• _WHAT YOU ARE ASKED TO DO_: After going through the data, give the number of lines that contain the word "other" as your sole answer.

═══ DATA SHOWN

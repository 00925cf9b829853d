//! Wire models for the Flood torrent filter engine
//!
//! # Quick Start
//!
//! For convenient imports, use the prelude:
//!
//! ```
//! use flood_api_rs::prelude::*;
//! ```
//!
//! This re-exports the record model ([`Torrent`](models::Torrent)), the closed
//! status enumeration, the taxonomy structure and the taxonomy feed messages.

pub mod models;
pub mod prelude;
pub mod sync;
//! Taxonomy feed messages and patch operations.

use serde::{Deserialize, Serialize};

use super::Taxonomy;

/// A message on the taxonomy feed.
///
/// # Examples
///
/// ```
/// use flood_api_rs::sync::{PatchOperation, TaxonomyEvent};
///
/// let json = r#"{
///     "type": "diff",
///     "operations": [
///         {"op": "add", "path": "/tagCounts/movies", "value": 1},
///         {"op": "replace", "path": "/tagCounts/movies", "value": 2}
///     ]
/// }"#;
///
/// let event: TaxonomyEvent = serde_json::from_str(json).unwrap();
/// let TaxonomyEvent::Diff { operations } = event else {
///     panic!("expected a diff");
/// };
/// assert_eq!(operations[1], PatchOperation::replace("/tagCounts/movies", 2));
/// ```
#[derive(Debug, Clone, PartialEq, Serialize, Deserialize)]
#[serde(tag = "type", rename_all = "lowercase")]
pub enum TaxonomyEvent {
    /// Complete snapshot; replaces whatever the client holds.
    Full {
        /// The new taxonomy.
        taxonomy: Taxonomy,
    },

    /// Ordered delta against the previous state.
    Diff {
        /// Operations to apply in order.
        operations: Vec<PatchOperation>,
    },
}

/// One JSON Patch (RFC 6902) operation against a [`Taxonomy`].
///
/// Only the operations the server emits for the taxonomy are supported.
/// `path` is a JSON Pointer such as `/tagCounts/movies`.
#[derive(Debug, Clone, PartialEq, Serialize, Deserialize)]
#[serde(tag = "op", rename_all = "lowercase")]
pub enum PatchOperation {
    /// Insert a value, overwriting any existing entry.
    Add {
        path: String,
        value: serde_json::Value,
    },

    /// Delete an existing entry.
    Remove { path: String },

    /// Overwrite an existing entry.
    Replace {
        path: String,
        value: serde_json::Value,
    },
}

impl PatchOperation {
    /// Creates an `add` operation.
    pub fn add(path: impl Into<String>, value: impl Into<serde_json::Value>) -> Self {
        PatchOperation::Add {
            path: path.into(),
            value: value.into(),
        }
    }

    /// Creates a `remove` operation.
    pub fn remove(path: impl Into<String>) -> Self {
        PatchOperation::Remove { path: path.into() }
    }

    /// Creates a `replace` operation.
    pub fn replace(path: impl Into<String>, value: impl Into<serde_json::Value>) -> Self {
        PatchOperation::Replace {
            path: path.into(),
            value: value.into(),
        }
    }

    /// Returns the target path.
    pub fn path(&self) -> &str {
        match self {
            PatchOperation::Add { path, .. }
            | PatchOperation::Remove { path }
            | PatchOperation::Replace { path, .. } => path,
        }
    }

    /// Returns the operation name as it appears on the wire.
    pub fn name(&self) -> &'static str {
        match self {
            PatchOperation::Add { .. } => "add",
            PatchOperation::Remove { .. } => "remove",
            PatchOperation::Replace { .. } => "replace",
        }
    }
}

#[cfg(test)]
mod tests {
    use super::*;
    use serde_json::json;

    #[test]
    fn test_patch_operation_wire_format() {
        let op = PatchOperation::add("/trackerCounts/tracker.example", 3);
        let value = serde_json::to_value(&op).unwrap();
        assert_eq!(
            value,
            json!({"op": "add", "path": "/trackerCounts/tracker.example", "value": 3})
        );

        let remove = serde_json::to_value(PatchOperation::remove("/tagCounts/x")).unwrap();
        assert_eq!(remove, json!({"op": "remove", "path": "/tagCounts/x"}));
    }

    #[test]
    fn test_patch_operation_rejects_unsupported_op() {
        let result: Result<PatchOperation, _> =
            serde_json::from_value(json!({"op": "move", "from": "/a", "path": "/b"}));
        assert!(result.is_err());
    }

    #[test]
    fn test_accessors() {
        let op = PatchOperation::replace("/tagSizes/hd", 10);
        assert_eq!(op.path(), "/tagSizes/hd");
        assert_eq!(op.name(), "replace");
    }

    #[test]
    fn test_full_event_deserializes() {
        let event: TaxonomyEvent = serde_json::from_value(json!({
            "type": "full",
            "taxonomy": {"tagCounts": {"": 1, "untagged": 1}}
        }))
        .unwrap();
        match event {
            TaxonomyEvent::Full { taxonomy } => {
                assert_eq!(taxonomy.tag_counts.get("untagged"), Some(&1));
            }
            other => panic!("expected full event, got {other:?}"),
        }
    }
}
//! Torrent record model.

use serde::{Deserialize, Serialize};

use super::TorrentStatus;

/// A torrent as reported by the server's torrent list.
///
/// Only the fields the filter engine reads are modelled; unknown fields in
/// the server payload are ignored on deserialization.
#[derive(Debug, Clone, PartialEq, Eq, Serialize, Deserialize)]
#[serde(rename_all = "camelCase")]
pub struct Torrent {
    /// Info hash, unique per torrent.
    pub hash: String,

    /// Display name.
    pub name: String,

    /// Current statuses.
    #[serde(default)]
    pub status: Vec<TorrentStatus>,

    /// Tags assigned by the user. Empty for untagged torrents.
    #[serde(default)]
    pub tags: Vec<String>,

    /// Tracker hostnames the torrent announces to.
    #[serde(default, rename = "trackerURIs")]
    pub tracker_uris: Vec<String>,

    /// Total size of the torrent payload in bytes.
    #[serde(default)]
    pub size_bytes: u64,
}

impl Torrent {
    /// Creates a torrent with the given hash and name and no other data.
    pub fn new(hash: impl Into<String>, name: impl Into<String>) -> Self {
        Self {
            hash: hash.into(),
            name: name.into(),
            status: Vec::new(),
            tags: Vec::new(),
            tracker_uris: Vec::new(),
            size_bytes: 0,
        }
    }

    /// Returns true if the torrent carries no tags.
    pub fn is_untagged(&self) -> bool {
        self.tags.is_empty()
    }
}
impl JetStreamBroker {
    pub fn new(client: Client, config: SubscriberConfig) -> Self {
        let jetstream = jetstream::new(client.clone());
        Self {
            client,
            jetstream,
            config,
        }
    }

    async fn ensure_stream(&self) -> Result<jetstream::stream::Stream, SubscriberError> {
        let stream_name = &self.config.nats_stream_name;

        match self.jetstream.get_stream(stream_name).await {
            Ok(stream) => {
                debug!("📖 Using existing stream: {}", stream_name);
                Ok(stream)
            }
            Err(_) => {
                info!("🆕 Creating stream: {}", stream_name);
                self.jetstream
                    .create_stream(stream_config(&self.config))
                    .await
                    .map_err(|e| {
                        SubscriberError::StreamSetup(format!(
                            "Failed to create stream {}: {}",
                            stream_name, e
                        ))
                    })
            }
        }
    }

    async fn ensure_consumer(
        &self,
        stream: &jetstream::stream::Stream,
    ) -> Result<PullConsumer, SubscriberError> {
        let consumer_name = &self.config.nats_consumer_name;
        let desired = consumer_config(&self.config);

        let existing = match stream
            .get_consumer::<jetstream::consumer::pull::Config>(consumer_name)
            .await
        {
            Ok(consumer) => consumer,
            Err(_) => {
                info!("🆕 Creating consumer: {}", consumer_name);
                return stream.create_consumer(desired).await.map_err(|e| {
                    SubscriberError::StreamSetup(format!(
                        "Failed to create consumer {}: {}",
                        consumer_name, e
                    ))
                });
            }
        };

        let drift = consumer_config_drift(&existing.cached_info().config, &desired);
        if drift.is_empty() {
            debug!("📖 Using existing consumer: {}", consumer_name);
            return Ok(existing);
        }

        warn!(
            consumer = %consumer_name,
            fields = ?drift,
            "Existing consumer settings differ, updating"
        );
        let updated = stream.create_consumer(desired.clone()).await.map_err(|e| {
            SubscriberError::StreamSetup(format!(
                "Failed to update consumer {} ({}): {}",
                consumer_name,
                drift.join(", "),
                e
            ))
        })?;

        let remaining = consumer_config_drift(&updated.cached_info().config, &desired);
        if !remaining.is_empty() {
            return Err(SubscriberError::StreamSetup(format!(
                "Consumer {} still differs after update: {}",
                consumer_name,
                remaining.join(", ")
            )));
        }
        Ok(updated)
    }
}

#[async_trait]
impl QueueBroker for JetStreamBroker {
    type Queue = PullConsumer;
    type Message = jetstream::Message;
    type ReceiveError = jetstream::consumer::pull::MessagesError;
    type Messages = jetstream::consumer::pull::Stream;

    async fn declare_queue(&self) -> Result<PullConsumer, SubscriberError> {
        let stream = self.ensure_stream().await?;
        info!("📡 Stream '{}' ready", self.config.nats_stream_name);

        let consumer = self.ensure_consumer(&stream).await?;
        info!("👂 Consumer '{}' ready", self.config.nats_consumer_name);

        Ok(consumer)
    }

    async fn open_messages(
        &self,
        consumer: &PullConsumer,
    ) -> Result<jetstream::consumer::pull::Stream, SubscriberError> {
        consumer
            .stream()
            .max_messages_per_batch(1)
            .messages()
            .await
            .map_err(|e| {
                SubscriberError::StreamSetup(format!("Failed to open message stream: {}", e))
            })
    }

    async fn close(&self) {
        info!("🔄 Draining NATS connection");
        if let Err(e) = self.client.drain().await {
            warn!(error = %e, "Failed to drain NATS connection");
        }
    }
}

pub struct MessageConsumer<B: QueueBroker = JetStreamBroker> {
    broker: B,
    subject: String,
    retry: RetryConfig,
    handler: DeliveryHandler,
}

impl<B: QueueBroker> MessageConsumer<B> {
    pub fn new(broker: B, config: &SubscriberConfig, processor: MedicationProcessor) -> Self {
        let handler = DeliveryHandler::new(processor)
            .with_redelivery_delay(config.redelivery_delay())
            .with_settle_delay(config.settle_delay())
            .with_receive_retry(config.retry_config());

        Self {
            broker,
            subject: config.nats_subject.clone(),
            retry: config.retry_config(),
            handler,
        }
    }

    /// Consume until `shutdown` is cancelled or the broker is lost for good.
    ///
    /// The broker is closed before returning on every path.
    pub async fn run(self, shutdown: CancellationToken) -> Result<(), SubscriberError> {
        info!("🎯 Starting medication consumer for subject: {}", self.subject);

        let result = self.consume_until_shutdown(&shutdown).await;
        self.broker.close().await;

        match &result {
            Ok(()) => info!("Consumer stopped gracefully"),
            Err(e) => error!(error = %e, "Consumer stopped"),
        }
        result
    }

    async fn consume_until_shutdown(
        &self,
        shutdown: &CancellationToken,
    ) -> Result<(), SubscriberError> {
        let queue = tokio::select! {
            biased;
            _ = shutdown.cancelled() => return Ok(()),
            queue = retry_with_backoff(&self.retry, || self.broker.declare_queue()) => queue?,
        };

        loop {
            let messages = tokio::select! {
                biased;
                _ = shutdown.cancelled() => return Ok(()),
                messages = retry_with_backoff(&self.retry, || self.broker.open_messages(&queue)) => messages?,
            };

            info!("🔄 Waiting for medication events");
            match self.handler.consume(messages, shutdown).await? {
                StreamExit::Shutdown => return Ok(()),
                StreamExit::Disconnected => {
                    tokio::select! {
                        biased;
                        _ = shutdown.cancelled() => return Ok(()),
                        _ = tokio::time::sleep(self.retry.initial_delay()) => {}
                    }
                    info!("Re-opening message stream");
                }
            }
        }
    }
}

══════

• _WRITTEN REPLY_: 2